### TASK INSTRUCTIONS
Return the lines of the data below exactly. Start at the first and end with the line containing "let prefix_width = depth".

### SUPPLIED RECORDS
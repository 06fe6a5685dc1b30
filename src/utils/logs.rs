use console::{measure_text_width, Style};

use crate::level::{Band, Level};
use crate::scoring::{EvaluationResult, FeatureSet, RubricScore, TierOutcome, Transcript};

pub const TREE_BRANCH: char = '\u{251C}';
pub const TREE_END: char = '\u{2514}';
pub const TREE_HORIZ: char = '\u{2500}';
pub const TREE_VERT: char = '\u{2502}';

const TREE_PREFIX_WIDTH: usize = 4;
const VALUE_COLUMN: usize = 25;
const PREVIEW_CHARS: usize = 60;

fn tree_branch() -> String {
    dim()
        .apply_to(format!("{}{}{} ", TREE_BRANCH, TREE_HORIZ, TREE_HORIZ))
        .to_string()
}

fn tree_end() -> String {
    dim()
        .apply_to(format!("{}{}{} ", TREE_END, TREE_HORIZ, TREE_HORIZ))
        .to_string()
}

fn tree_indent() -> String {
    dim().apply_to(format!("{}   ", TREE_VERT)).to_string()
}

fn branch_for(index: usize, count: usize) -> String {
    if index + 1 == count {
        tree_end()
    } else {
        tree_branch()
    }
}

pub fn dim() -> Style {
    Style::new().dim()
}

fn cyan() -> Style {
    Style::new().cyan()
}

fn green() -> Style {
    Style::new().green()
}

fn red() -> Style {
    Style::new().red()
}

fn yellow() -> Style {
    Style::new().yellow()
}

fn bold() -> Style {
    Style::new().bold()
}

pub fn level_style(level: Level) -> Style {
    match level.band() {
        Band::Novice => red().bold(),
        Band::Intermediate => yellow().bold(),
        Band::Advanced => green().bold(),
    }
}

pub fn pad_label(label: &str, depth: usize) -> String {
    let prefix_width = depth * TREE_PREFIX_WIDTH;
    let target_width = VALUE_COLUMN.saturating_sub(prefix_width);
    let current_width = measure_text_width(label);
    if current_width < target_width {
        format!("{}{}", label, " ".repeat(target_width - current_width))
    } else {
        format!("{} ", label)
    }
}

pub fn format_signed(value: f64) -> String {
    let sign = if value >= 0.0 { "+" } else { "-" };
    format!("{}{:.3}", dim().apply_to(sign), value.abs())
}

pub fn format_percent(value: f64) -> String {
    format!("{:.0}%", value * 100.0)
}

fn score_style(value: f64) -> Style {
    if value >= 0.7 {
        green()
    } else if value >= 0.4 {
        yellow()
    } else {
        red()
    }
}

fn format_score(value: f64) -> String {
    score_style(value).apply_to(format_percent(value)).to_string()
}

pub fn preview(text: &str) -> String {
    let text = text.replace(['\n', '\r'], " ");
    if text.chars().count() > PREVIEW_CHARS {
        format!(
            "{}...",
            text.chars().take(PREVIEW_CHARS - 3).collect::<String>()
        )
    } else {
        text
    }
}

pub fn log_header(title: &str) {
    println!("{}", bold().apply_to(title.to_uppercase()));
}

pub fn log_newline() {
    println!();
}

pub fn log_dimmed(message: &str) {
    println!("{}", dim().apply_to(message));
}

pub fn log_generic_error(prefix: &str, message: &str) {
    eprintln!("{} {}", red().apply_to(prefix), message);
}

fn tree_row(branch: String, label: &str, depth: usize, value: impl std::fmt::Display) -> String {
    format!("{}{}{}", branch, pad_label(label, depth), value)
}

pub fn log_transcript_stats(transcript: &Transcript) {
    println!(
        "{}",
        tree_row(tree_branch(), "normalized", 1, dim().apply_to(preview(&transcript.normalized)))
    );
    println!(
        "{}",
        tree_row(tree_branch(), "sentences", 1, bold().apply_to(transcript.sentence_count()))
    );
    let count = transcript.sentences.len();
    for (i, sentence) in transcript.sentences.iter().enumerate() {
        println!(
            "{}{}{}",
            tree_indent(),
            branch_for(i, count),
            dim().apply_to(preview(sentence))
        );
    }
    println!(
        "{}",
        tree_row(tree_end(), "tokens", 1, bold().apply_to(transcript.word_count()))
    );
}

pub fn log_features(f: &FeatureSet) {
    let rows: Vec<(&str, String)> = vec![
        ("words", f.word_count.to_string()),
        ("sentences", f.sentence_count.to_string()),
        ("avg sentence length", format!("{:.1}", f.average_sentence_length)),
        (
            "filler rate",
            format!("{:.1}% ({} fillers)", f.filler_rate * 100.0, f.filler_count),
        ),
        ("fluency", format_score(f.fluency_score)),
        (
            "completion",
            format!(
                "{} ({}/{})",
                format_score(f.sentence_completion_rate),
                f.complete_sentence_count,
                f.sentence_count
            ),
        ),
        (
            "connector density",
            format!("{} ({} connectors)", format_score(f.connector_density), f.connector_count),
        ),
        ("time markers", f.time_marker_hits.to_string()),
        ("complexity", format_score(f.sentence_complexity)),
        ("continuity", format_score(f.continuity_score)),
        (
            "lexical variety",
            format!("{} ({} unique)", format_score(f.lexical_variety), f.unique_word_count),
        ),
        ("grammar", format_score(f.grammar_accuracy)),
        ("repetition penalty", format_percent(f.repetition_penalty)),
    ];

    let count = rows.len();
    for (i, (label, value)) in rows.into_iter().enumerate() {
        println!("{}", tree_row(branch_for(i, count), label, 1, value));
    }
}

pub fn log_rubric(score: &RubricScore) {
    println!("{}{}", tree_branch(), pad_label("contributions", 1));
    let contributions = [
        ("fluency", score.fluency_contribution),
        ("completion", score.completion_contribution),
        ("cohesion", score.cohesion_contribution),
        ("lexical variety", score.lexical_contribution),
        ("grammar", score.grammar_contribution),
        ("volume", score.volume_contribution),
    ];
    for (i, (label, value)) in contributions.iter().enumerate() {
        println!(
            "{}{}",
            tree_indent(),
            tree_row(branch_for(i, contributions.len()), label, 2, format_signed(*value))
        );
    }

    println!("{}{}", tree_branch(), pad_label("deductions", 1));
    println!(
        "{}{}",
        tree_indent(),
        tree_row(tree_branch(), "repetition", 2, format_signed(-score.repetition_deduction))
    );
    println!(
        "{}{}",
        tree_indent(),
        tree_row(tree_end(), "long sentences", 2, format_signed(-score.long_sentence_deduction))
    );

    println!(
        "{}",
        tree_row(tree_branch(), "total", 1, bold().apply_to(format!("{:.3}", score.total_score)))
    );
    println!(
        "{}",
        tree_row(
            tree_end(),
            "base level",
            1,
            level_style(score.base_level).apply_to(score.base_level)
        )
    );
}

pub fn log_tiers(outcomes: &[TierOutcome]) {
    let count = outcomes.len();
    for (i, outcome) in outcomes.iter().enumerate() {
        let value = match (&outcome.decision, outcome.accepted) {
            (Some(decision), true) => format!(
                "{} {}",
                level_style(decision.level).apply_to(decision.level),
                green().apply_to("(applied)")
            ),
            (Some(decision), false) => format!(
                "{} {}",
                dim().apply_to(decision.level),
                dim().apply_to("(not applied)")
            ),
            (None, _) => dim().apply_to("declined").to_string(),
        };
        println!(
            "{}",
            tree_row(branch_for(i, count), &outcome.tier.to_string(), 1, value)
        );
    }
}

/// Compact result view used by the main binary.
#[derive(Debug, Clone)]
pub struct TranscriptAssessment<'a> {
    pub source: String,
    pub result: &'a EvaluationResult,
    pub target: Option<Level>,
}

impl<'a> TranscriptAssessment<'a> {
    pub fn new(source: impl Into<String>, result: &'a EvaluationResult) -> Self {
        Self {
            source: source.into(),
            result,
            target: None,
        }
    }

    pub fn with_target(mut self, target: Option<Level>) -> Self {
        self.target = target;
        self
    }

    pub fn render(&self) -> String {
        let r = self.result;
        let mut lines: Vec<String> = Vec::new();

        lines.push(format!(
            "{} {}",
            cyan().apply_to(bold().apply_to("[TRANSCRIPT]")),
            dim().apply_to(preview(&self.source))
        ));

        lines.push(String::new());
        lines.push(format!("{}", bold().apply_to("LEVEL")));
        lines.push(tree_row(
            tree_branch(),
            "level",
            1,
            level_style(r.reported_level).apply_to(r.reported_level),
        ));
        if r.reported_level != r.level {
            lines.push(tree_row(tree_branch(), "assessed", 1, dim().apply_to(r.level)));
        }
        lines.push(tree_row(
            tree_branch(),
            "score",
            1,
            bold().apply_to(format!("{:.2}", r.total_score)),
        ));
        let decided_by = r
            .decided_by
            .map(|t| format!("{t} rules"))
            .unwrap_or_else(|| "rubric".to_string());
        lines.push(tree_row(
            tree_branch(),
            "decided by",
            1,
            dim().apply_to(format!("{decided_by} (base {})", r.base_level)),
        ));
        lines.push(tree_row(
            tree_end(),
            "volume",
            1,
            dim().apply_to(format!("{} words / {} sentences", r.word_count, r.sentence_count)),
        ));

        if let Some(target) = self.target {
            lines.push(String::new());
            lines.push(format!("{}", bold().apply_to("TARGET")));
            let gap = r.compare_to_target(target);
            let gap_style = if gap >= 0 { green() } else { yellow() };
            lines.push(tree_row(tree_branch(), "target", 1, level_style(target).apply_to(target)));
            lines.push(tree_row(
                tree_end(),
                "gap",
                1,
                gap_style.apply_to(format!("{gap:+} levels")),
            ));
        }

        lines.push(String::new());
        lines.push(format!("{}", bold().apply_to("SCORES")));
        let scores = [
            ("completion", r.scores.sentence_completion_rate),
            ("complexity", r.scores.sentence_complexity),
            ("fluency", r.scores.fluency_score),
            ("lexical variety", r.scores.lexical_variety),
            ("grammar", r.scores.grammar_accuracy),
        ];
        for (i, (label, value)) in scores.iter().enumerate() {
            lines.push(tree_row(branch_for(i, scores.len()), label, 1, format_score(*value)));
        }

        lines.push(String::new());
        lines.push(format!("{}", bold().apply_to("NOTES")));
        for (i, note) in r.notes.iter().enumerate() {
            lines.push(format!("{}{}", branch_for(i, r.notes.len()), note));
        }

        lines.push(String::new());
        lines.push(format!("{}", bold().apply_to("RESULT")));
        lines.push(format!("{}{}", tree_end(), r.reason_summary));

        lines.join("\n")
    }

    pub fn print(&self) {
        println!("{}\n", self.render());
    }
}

### ANSWER TO THIS EXERCISE
repository 06fe6a5685dc1b30
filename src/utils/logs.rs
use console::{measure_text_width, Style};

use crate::level::{Band, Level};
use crate::scoring::{EvaluationResult, FeatureSet, RubricScore, TierOutcome, Transcript};

pub const TREE_BRANCH: char = '\u{251C}';
pub const TREE_END: char = '\u{2514}';
pub const TREE_HORIZ: char = '\u{2500}';
pub const TREE_VERT: char = '\u{2502}';

const TREE_PREFIX_WIDTH: usize = 4;
const VALUE_COLUMN: usize = 25;
const PREVIEW_CHARS: usize = 60;

fn tree_branch() -> String {
    dim()
        .apply_to(format!("{}{}{} ", TREE_BRANCH, TREE_HORIZ, TREE_HORIZ))
        .to_string()
}

fn tree_end() -> String {
    dim()
        .apply_to(format!("{}{}{} ", TREE_END, TREE_HORIZ, TREE_HORIZ))
        .to_string()
}

fn tree_indent() -> String {
    dim().apply_to(format!("{}   ", TREE_VERT)).to_string()
}

fn branch_for(index: usize, count: usize) -> String {
    if index + 1 == count {
        tree_end()
    } else {
        tree_branch()
    }
}

pub fn dim() -> Style {
    Style::new().dim()
}

fn cyan() -> Style {
    Style::new().cyan()
}

fn green() -> Style {
    Style::new().green()
}

fn red() -> Style {
    Style::new().red()
}

fn yellow() -> Style {
    Style::new().yellow()
}

fn bold() -> Style {
    Style::new().bold()
}

pub fn level_style(level: Level) -> Style {
    match level.band() {
        Band::Novice => red().bold(),
        Band::Intermediate => yellow().bold(),
        Band::Advanced => green().bold(),
    }
}

pub fn pad_label(label: &str, depth: usize) -> String {
    let prefix_width = depth * TREE_PREFIX_WIDTH;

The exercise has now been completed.